The value proposition of today’s “generalist” banker is declining. Decision makers are expecting more insights and recommendations from their relationship managers that can positively impact the business. Simply providing a commercial loan or line of credit isn’t likely to sustain banks in the near future. Developing industry expertise that helps you differentiate yourself is crucial for on-going success.
The 2018 Sales Honing Academy is a great way for Relationship Managers to move away from generalists and start building value and relationships with prospects. We’re offering two programs in 2018 allowing you to pick the best option for your team. Learn more.
In this final blog in my three-part blog series on effective customer messaging strategies, I’m going to focus in on five steps you can do to tailor your message so that it resonates with each prospect and customer. Our goal is to create as much affinity as possible with each and every prospect with which we meet. As you may recall from Part Two of this blog series, affinity is a natural attraction that is formed between two parties due to their similarities. Also discussed in Part Two was narrow-casting which is the art of tailoring your message to your audience. By narrow-casting the messages we deliver to our prospects, we create affinity.

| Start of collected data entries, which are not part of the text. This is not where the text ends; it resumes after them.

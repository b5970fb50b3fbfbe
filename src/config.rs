//! Configuration management and validation.
//!
//! Provides the layered runtime configuration: built-in defaults, an optional
//! TOML file, then environment overrides.

use crate::constants::{
    APP_DIR_NAME, DEFAULT_BACKEND_TIMEOUT_SECS, DEFAULT_BACKEND_URL, DEFAULT_CHUNK_SIZE,
    DEFAULT_HEALTH_CHECK_INTERVAL_SECS, DEFAULT_MAX_CHART_POINTS, DEFAULT_MAX_FILES_PER_BATCH,
    DEFAULT_TIME_FORMAT,
};
use crate::app::models::format_time;
use crate::{Error, Result};
use chrono::NaiveDateTime;
use serde::{Deserialize, Serialize};
use std::path::{Path, PathBuf};
use std::time::Duration;
use tracing::debug;

/// Environment variable overriding the backend base URL
pub const ENV_BACKEND_URL: &str = "DATASENSE_BACKEND_URL";

/// Environment variable overriding the storage directory
pub const ENV_DATA_DIR: &str = "DATASENSE_DATA_DIR";

/// Windowing limits for the data access layer
#[derive(Debug, Clone, PartialEq, Serialize, Deserialize)]
#[serde(default)]
pub struct WindowConfig {
    /// Records appended to the visible window per chunk load
    pub chunk_size: usize,

    /// Maximum points returned by chart downsampling
    pub max_chart_points: usize,
}

impl Default for WindowConfig {
    fn default() -> Self {
        Self {
            chunk_size: DEFAULT_CHUNK_SIZE,
            max_chart_points: DEFAULT_MAX_CHART_POINTS,
        }
    }
}

/// Connection settings for the conversion/storage backend
#[derive(Debug, Clone, PartialEq, Serialize, Deserialize)]
#[serde(default)]
pub struct BackendConfig {
    /// Base URL, e.g. `http://localhost:8000`
    pub base_url: String,

    /// Per-request timeout in seconds
    pub timeout_secs: u64,

    /// Interval between health probes in seconds
    pub health_check_interval_secs: u64,
}

impl Default for BackendConfig {
    fn default() -> Self {
        Self {
            base_url: DEFAULT_BACKEND_URL.to_string(),
            timeout_secs: DEFAULT_BACKEND_TIMEOUT_SECS,
            health_check_interval_secs: DEFAULT_HEALTH_CHECK_INTERVAL_SECS,
        }
    }
}

impl BackendConfig {
    pub fn timeout(&self) -> Duration {
        Duration::from_secs(self.timeout_secs)
    }

    pub fn health_check_interval(&self) -> Duration {
        Duration::from_secs(self.health_check_interval_secs)
    }
}

/// Local persistence settings
#[derive(Debug, Clone, PartialEq, Serialize, Deserialize)]
#[serde(default)]
pub struct StorageConfig {
    /// Directory holding the library index and unit settings
    pub data_dir: PathBuf,
}

impl Default for StorageConfig {
    fn default() -> Self {
        let data_dir = dirs::data_dir()
            .unwrap_or_else(|| PathBuf::from("."))
            .join(APP_DIR_NAME);
        Self { data_dir }
    }
}

#[derive(Debug, Clone, PartialEq, Serialize, Deserialize)]
#[serde(default)]
pub struct DisplayConfig {
    /// chrono format used to derive each reading's display `time`
    pub time_format: String,
}

impl Default for DisplayConfig {
    fn default() -> Self {
        Self {
            time_format: DEFAULT_TIME_FORMAT.to_string(),
        }
    }
}

#[derive(Debug, Clone, PartialEq, Serialize, Deserialize)]
#[serde(default)]
pub struct ProcessingConfig {
    /// Maximum number of files accepted in one batch
    pub max_files_per_batch: usize,
}

impl Default for ProcessingConfig {
    fn default() -> Self {
        Self {
            max_files_per_batch: DEFAULT_MAX_FILES_PER_BATCH,
        }
    }
}

/// Global configuration for DataSense
#[derive(Debug, Clone, Default, PartialEq, Serialize, Deserialize)]
#[serde(default)]
pub struct Config {
    pub window: WindowConfig,
    pub backend: BackendConfig,
    pub storage: StorageConfig,
    pub display: DisplayConfig,
    pub processing: ProcessingConfig,
}

impl Config {
    /// Load configuration from defaults, an optional TOML file and the
    /// environment
    ///
    /// An explicit path must exist. Without one, the per-user config file is
    /// used when present.
    pub fn load(explicit_path: Option<&Path>) -> Result<Self> {
        let mut config = match explicit_path {
            Some(path) => Self::from_file(path)?,
            None => match Self::default_config_path().filter(|p| p.is_file()) {
                Some(path) => Self::from_file(&path)?,
                None => {
                    debug!("No config file found, using defaults");
                    Self::default()
                }
            },
        };

        config.apply_env(|name| std::env::var(name).ok());
        config.validate()?;
        Ok(config)
    }

    /// Read and parse a TOML configuration file
    pub fn from_file(path: &Path) -> Result<Self> {
        let content = std::fs::read_to_string(path).map_err(|e| {
            Error::io(format!("Failed to read config file {}", path.display()), e)
        })?;
        let config = Self::from_toml(&content).map_err(|e| {
            Error::configuration(format!("{}: {}", path.display(), e))
        })?;
        debug!("Loaded configuration from {}", path.display());
        Ok(config)
    }

    /// Parse configuration from TOML text; missing sections use defaults
    pub fn from_toml(content: &str) -> Result<Self> {
        toml::from_str(content).map_err(|e| Error::configuration(format!("Invalid TOML: {}", e)))
    }

    /// Apply environment overrides through a lookup function
    pub fn apply_env<F>(&mut self, lookup: F)
    where
        F: Fn(&str) -> Option<String>,
    {
        if let Some(url) = lookup(ENV_BACKEND_URL).filter(|v| !v.trim().is_empty()) {
            debug!("Backend URL overridden from {}", ENV_BACKEND_URL);
            self.backend.base_url = url.trim().to_string();
        }
        if let Some(dir) = lookup(ENV_DATA_DIR).filter(|v| !v.trim().is_empty()) {
            debug!("Data directory overridden from {}", ENV_DATA_DIR);
            self.storage.data_dir = PathBuf::from(dir.trim());
        }
    }

    /// Validate limits and URLs
    pub fn validate(&self) -> Result<()> {
        if self.window.chunk_size == 0 {
            return Err(Error::configuration("window.chunk_size must be greater than 0"));
        }
        if self.window.max_chart_points == 0 {
            return Err(Error::configuration(
                "window.max_chart_points must be greater than 0",
            ));
        }
        if self.processing.max_files_per_batch == 0 {
            return Err(Error::configuration(
                "processing.max_files_per_batch must be greater than 0",
            ));
        }
        let url = self.backend.base_url.trim();
        if !url.starts_with("http://") && !url.starts_with("https://") {
            return Err(Error::configuration(format!(
                "backend.base_url must start with http:// or https://, got '{}'",
                url
            )));
        }
        if self.backend.health_check_interval_secs == 0 {
            return Err(Error::configuration(
                "backend.health_check_interval_secs must be greater than 0",
            ));
        }
        if self.display.time_format.trim().is_empty() {
            return Err(Error::configuration("display.time_format must not be empty"));
        }
        if format_time(&NaiveDateTime::default(), &self.display.time_format).is_none() {
            return Err(Error::configuration(format!(
                "display.time_format '{}' cannot format a date and time without a time zone",
                self.display.time_format
            )));
        }
        Ok(())
    }

    /// Per-user config file location
    pub fn default_config_path() -> Option<PathBuf> {
        dirs::config_dir().map(|dir| dir.join(APP_DIR_NAME).join("config.toml"))
    }

    /// Set the storage directory
    pub fn with_data_dir(mut self, data_dir: impl Into<PathBuf>) -> Self {
        self.storage.data_dir = data_dir.into();
        self
    }

    /// Set the backend base URL
    pub fn with_backend_url(mut self, base_url: impl Into<String>) -> Self {
        self.backend.base_url = base_url.into();
        self
    }

    /// Set the chunk size for windowed loading
    pub fn with_chunk_size(mut self, chunk_size: usize) -> Self {
        self.window.chunk_size = chunk_size;
        self
    }

    /// Set the display time format
    pub fn with_time_format(mut self, time_format: impl Into<String>) -> Self {
        self.display.time_format = time_format.into();
        self
    }
}

#[cfg(test)]
mod tests {
    use super::*;
    use std::collections::HashMap;
    use std::io::Write;
    use tempfile::NamedTempFile;

    #[test]
    fn test_defaults_are_valid() {
        let config = Config::default();
        assert_eq!(config.window.chunk_size, 500);
        assert_eq!(config.window.max_chart_points, 1000);
        assert_eq!(config.processing.max_files_per_batch, 10);
        assert_eq!(config.backend.base_url, "http://localhost:8000");
        assert!(config.validate().is_ok());
    }

    #[test]
    fn test_partial_toml_keeps_defaults() {
        let config = Config::from_toml(
            r#"
            [window]
            chunk_size = 250

            [backend]
            base_url = "https://backend.example"
            "#,
        )
        .unwrap();

        assert_eq!(config.window.chunk_size, 250);
        assert_eq!(config.window.max_chart_points, 1000);
        assert_eq!(config.backend.base_url, "https://backend.example");
        assert_eq!(config.backend.timeout_secs, 30);
        assert_eq!(config.display.time_format, "%H:%M:%S");
    }

    #[test]
    fn test_from_file() {
        let mut file = NamedTempFile::new().unwrap();
        writeln!(file, "[processing]\nmax_files_per_batch = 3").unwrap();

        let config = Config::from_file(file.path()).unwrap();
        assert_eq!(config.processing.max_files_per_batch, 3);
    }

    #[test]
    fn test_load_with_missing_explicit_path_fails() {
        let result = Config::load(Some(Path::new("/definitely/not/here.toml")));
        assert!(matches!(result, Err(Error::Io { .. })));
    }

    #[test]
    fn test_invalid_toml_is_configuration_error() {
        let result = Config::from_toml("[window\nchunk_size = ");
        assert!(matches!(result, Err(Error::Configuration { .. })));
    }

    #[test]
    fn test_env_overrides() {
        let env: HashMap<&str, &str> = [
            (ENV_BACKEND_URL, " http://10.0.0.5:9000 "),
            (ENV_DATA_DIR, "/tmp/datasense-test"),
        ]
        .into_iter()
        .collect();

        let mut config = Config::default();
        config.apply_env(|name| env.get(name).map(|v| v.to_string()));

        assert_eq!(config.backend.base_url, "http://10.0.0.5:9000");
        assert_eq!(
            config.storage.data_dir,
            PathBuf::from("/tmp/datasense-test")
        );
    }

    #[test]
    fn test_validation_rejects_bad_values() {
        assert!(Config::default().with_chunk_size(0).validate().is_err());
        assert!(
            Config::default()
                .with_backend_url("ftp://example")
                .validate()
                .is_err()
        );

        let mut config = Config::default();
        config.processing.max_files_per_batch = 0;
        assert!(config.validate().is_err());

        let mut config = Config::default();
        config.window.max_chart_points = 0;
        assert!(config.validate().is_err());

        let mut config = Config::default();
        config.backend.health_check_interval_secs = 0;
        assert!(config.validate().is_err());
    }

    #[test]
    fn test_validation_rejects_unrenderable_time_format() {
        for format in ["%Y %z", "%H:%M %Z", "%Q"] {
            let result = Config::default().with_time_format(format).validate();
            assert!(
                matches!(result, Err(Error::Configuration { .. })),
                "{} should be rejected",
                format
            );
        }

        assert!(Config::default().with_time_format("%d/%m %H:%M").validate().is_ok());
        assert!(Config::default().with_time_format("%Y-%m-%dT%H:%M:%S%.3f").validate().is_ok());
    }
}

Differentiating ourselves from our competitors is one of the toughest things to do today, especially for banks as most offer nearly identical products and services. Narrow-casting is a powerful strategy that helps guard against sounding and selling like every other banker by developing a unique ability to communicate with customers in ways that resonate with each one.
Here are five steps you can take to make sure your communication strategy is honed for every sales call you go on be it with a prospect or an existing customer.
#1. Thoroughly read your prospect’s website – As you likely know, a company’s website is a carefully crafted expression of that company’s philosophy, values and service offerings. It’s like their company “fingerprint” in that it is extremely personal to them. A quality sales call deserves careful pre-call preparation which includes reading your prospect’s website. Don’t skim your prospect’s website! Read it! Ideally, you want to demonstrate deep industry and company knowledge in your sales call as a means of differentiating yourself from your competitors. The foundation of being able to do that is truly reading the prospect’s website.
#2. Learn your prospect’s positioning strategy – The development of a company website is usually quite a lengthy process. The layout of the pages, the images selected and the copy are all carefully crafted to make the right impression to their prospective customer. If you skim your prospect’s website, you will miss a lot of important information that will help you craft a communication strategy that will position you and your bank as the ideal choice. Notice the images used throughout the website. Do these images show an organization that is stable and traditional? Maybe the images show an organization that is innovative and progressive. Remember the old adage “a picture is worth a 1,000 words?” The images used on your prospect’s website starts the process of honing your communication strategy.
#3. Their positioning strategy becomes your positioning strategy – The copy used throughout your prospect’s website may have been written by a professional copywriter or possibly an internal marketing person. Regardless of who wrote the website copy, rest assured that a lot of people read, edited and honed that copy before it went live on their website. Notice the words and phrases used throughout the website. Likely you’ll see certain words and phrases used consistently throughout the website. When you find those words and phrases, you’ve hit pay dirt because those words and phrases give you the clues you need to really dial in how you position your bank and its products and services.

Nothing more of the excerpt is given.